The Fort Sill Apache Tribe is successor to the Chiricahua and Warm Springs Apache people of what is now southwest New Mexico. The Chiricahua and Warm Springs Apache had ancient stories of living in their homelands and long remained in control there despite efforts by Spain and Mexico to take over the area. However, in 1886 the U.S. Government laid claim to the land and forcibly removed and held the Chiricahua and Warm Springs Apache people as prisoners for 28 years.
For 125 years the descendants of the Chiricahua and Warm Springs Apache people would work to return to their legal homelands in New Mexico.
Beginning in 1886 the Chiricahua and Warm Springs Apaches were first restricted to reservations, but were then moved to San Carlos Reservation in Arizona when those reservations were closed. Several instances of resistance occurred which led some of the Apaches, fearing for their lives, to go into Mexico. Later, the Apache people were taken from the reservation and shipped to Florida as prisoners of war.
The U.S. Government then worked to induce the surrender of a small remaining group in Mexico. They surrendered under terms which were later disregarded by the U.S. Government; when they were taken to Florida to join all of the Chiricahua and Warm Springs Apache people already there.

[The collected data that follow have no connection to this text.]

//! Checkpoint Module
//!
//! Snapshots shards to an `ObjectStore` and restores them at open.
//!
//! Each shard is one object named `shard-<index+1>`. A shard is encoded
//! under its own read lock, so every object is a consistent snapshot of
//! that shard; the set of objects is not a cross-shard atomic snapshot.
//! A failure on one shard is reported and never stops the others.

mod codec;
mod store;

use std::fmt;
use std::sync::Arc;
use std::time::Duration;

use futures::future::join_all;
use tracing::{debug, info, warn};

use crate::cache::{Expiry, ShardTable};
use crate::error::CheckpointError;
use crate::eviction::EvictionStrategy;

pub use codec::{deserialize_shard, serialize_shard};
pub use store::{FsObjectStore, MemoryObjectStore, ObjectStore};

// == Checkpoint Config ==
/// Where and how often a connection checkpoints itself.
#[derive(Clone)]
pub struct CheckpointConfig {
    /// Object store receiving shard snapshots
    pub store: Arc<dyn ObjectStore>,
    /// Bucket or directory grouping this cache's objects
    pub location: String,
    /// Time between periodic checkpoints
    pub interval: Duration,
    /// Record one last checkpoint when the connection closes
    pub checkpoint_on_close: bool,
}

impl CheckpointConfig {
    pub fn new(store: Arc<dyn ObjectStore>, location: impl Into<String>, interval: Duration) -> Self {
        Self {
            store,
            location: location.into(),
            interval,
            checkpoint_on_close: false,
        }
    }

    pub fn checkpoint_on_close(mut self, enabled: bool) -> Self {
        self.checkpoint_on_close = enabled;
        self
    }
}

impl fmt::Debug for CheckpointConfig {
    fn fmt(&self, f: &mut fmt::Formatter<'_>) -> fmt::Result {
        f.debug_struct("CheckpointConfig")
            .field("store", &self.store)
            .field("location", &self.location)
            .field("interval", &self.interval)
            .field("checkpoint_on_close", &self.checkpoint_on_close)
            .finish()
    }
}

// == Checkpoint Report ==
/// Outcome of one record or restore cycle.
#[derive(Debug, Default)]
pub struct CheckpointReport {
    /// Shards written or restored successfully
    pub shards_ok: usize,
    /// Entries written or restored across successful shards
    pub keys: usize,
    /// Per-shard failures as `(shard index, error)`
    pub failures: Vec<(usize, CheckpointError)>,
}

impl CheckpointReport {
    pub fn is_ok(&self) -> bool {
        self.failures.is_empty()
    }

    fn collect(results: Vec<(usize, Result<usize, CheckpointError>)>) -> Self {
        let mut report = Self::default();
        for (index, result) in results {
            match result {
                Ok(keys) => {
                    report.shards_ok += 1;
                    report.keys += keys;
                }
                Err(e) => report.failures.push((index, e)),
            }
        }
        report
    }
}

/// Object name for the shard at `index`.
pub fn shard_object_name(index: usize) -> String {
    format!("shard-{}", index + 1)
}

// == Record ==
/// Writes every shard to `store` concurrently.
pub async fn record(table: &ShardTable, store: &dyn ObjectStore, location: &str) -> CheckpointReport {
    info!("Recording checkpoint to {}", location);

    let results = join_all(table.iter().enumerate().map(|(index, shard)| async move {
        let name = shard_object_name(index);
        let (bytes, keys) = shard.with_entries(|entries| {
            serialize_shard(entries).map(|bytes| (bytes, entries.len()))
        })?;
        store.put_object(location, &name, bytes).await?;
        Ok::<_, CheckpointError>(keys)
    }))
    .await;

    let report = CheckpointReport::collect((0..table.num_shards()).zip(results).collect());
    for (index, e) in &report.failures {
        warn!("Checkpoint of shard {} failed: {}", index, e);
    }
    info!(
        "Checkpoint recorded: {} shards, {} keys, {} failures",
        report.shards_ok,
        report.keys,
        report.failures.len()
    );
    report
}

// == Restore ==
/// Loads every shard from `store`, replacing its in-memory contents.
///
/// Entries already expired are dropped; the rest are registered with
/// `strategy`. A missing object leaves the shard empty. A shard whose object
/// cannot be read or decoded is reported and left untouched: empty when
/// restoring during `open`, holding its current entries when restoring a
/// live connection.
pub async fn restore(
    table: &ShardTable,
    strategy: &dyn EvictionStrategy,
    store: &dyn ObjectStore,
    location: &str,
) -> CheckpointReport {
    info!("Restoring checkpoint from {}", location);

    let results = join_all((0..table.num_shards()).map(|index| async move {
        let name = shard_object_name(index);
        let Some(bytes) = store.get_object(location, &name).await? else {
            debug!("No checkpoint object {} in {}", name, location);
            return Ok(0);
        };

        let mut entries = deserialize_shard(&bytes)?;
        let now = Expiry::now();
        entries.retain(|_, entry| !entry.is_expired_at(now));

        let finite: Vec<_> = entries
            .iter()
            .filter(|(_, entry)| !entry.expires_at.is_never())
            .map(|(key, entry)| (key.clone(), entry.expires_at))
            .collect();
        let keys = entries.len();
        table.shard(index).replace(entries);

        for (key, expires_at) in finite {
            strategy.sync(table, &key, Some(expires_at));
        }
        Ok::<_, CheckpointError>(keys)
    }))
    .await;

    let report = CheckpointReport::collect((0..table.num_shards()).zip(results).collect());
    for (index, e) in &report.failures {
        warn!("Restore of shard {} failed, keeping its current entries: {}", index, e);
    }
    info!(
        "Checkpoint restored: {} shards, {} keys, {} failures",
        report.shards_ok,
        report.keys,
        report.failures.len()
    );
    report
}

By that time the Tribe had been diminished to about 512 people, mostly women and children. They became political pawns of the Government and the Apache prisoners’ death rate was high. The Apache children were also taken away and sent to boarding schools where many died.
The prisoners were moved again, first being transferred to Mount Vernon Barracks north of Mobile, Alabama until 1894, and then to Fort Sill in Oklahoma. Throughout this time the Tribe continued its pleas to be returned to their homeland but were told that Fort Sill was to be their home and they would never be moved again.
Later, when the Government wanted the Fort Sill Reservation, the two hundred sixty one (261) surviving prisoners were told that they had to join the Mescalero Tribe in southeast New Mexico or remain as prisoners. Those who chose Mescalero were moved and released in 1913. The remaining Apache prisoners of war were released in 1914 and moved to small allotments of farmland in Oklahoma. This group came to be known as the Fort Sill Apaches (also known as the Fort Sill Chiricahua Warm Springs Apache Tribe).
Despite its size the Fort Sill Apache Tribe endured. In the mid-1970s a land claim was settled and The Fort Sill Apache Tribe approved a constitution. The Fort Sill Apache Tribe acquired small bits of land in Oklahoma and also in its home territory which included parts of New Mexico and Arizona. A lawsuit claiming that the Fort Sill Apache Tribe was improperly granted rights in Oklahoma was settled with acknowledgement of the rights of the Fort Sill Apache Tribe within its home territory in New Mexico. Part of the settlement included a reservation proclamation for the Fort Sill Apache land in New Mexico which after several years of delays, was finally issued in November of 2011.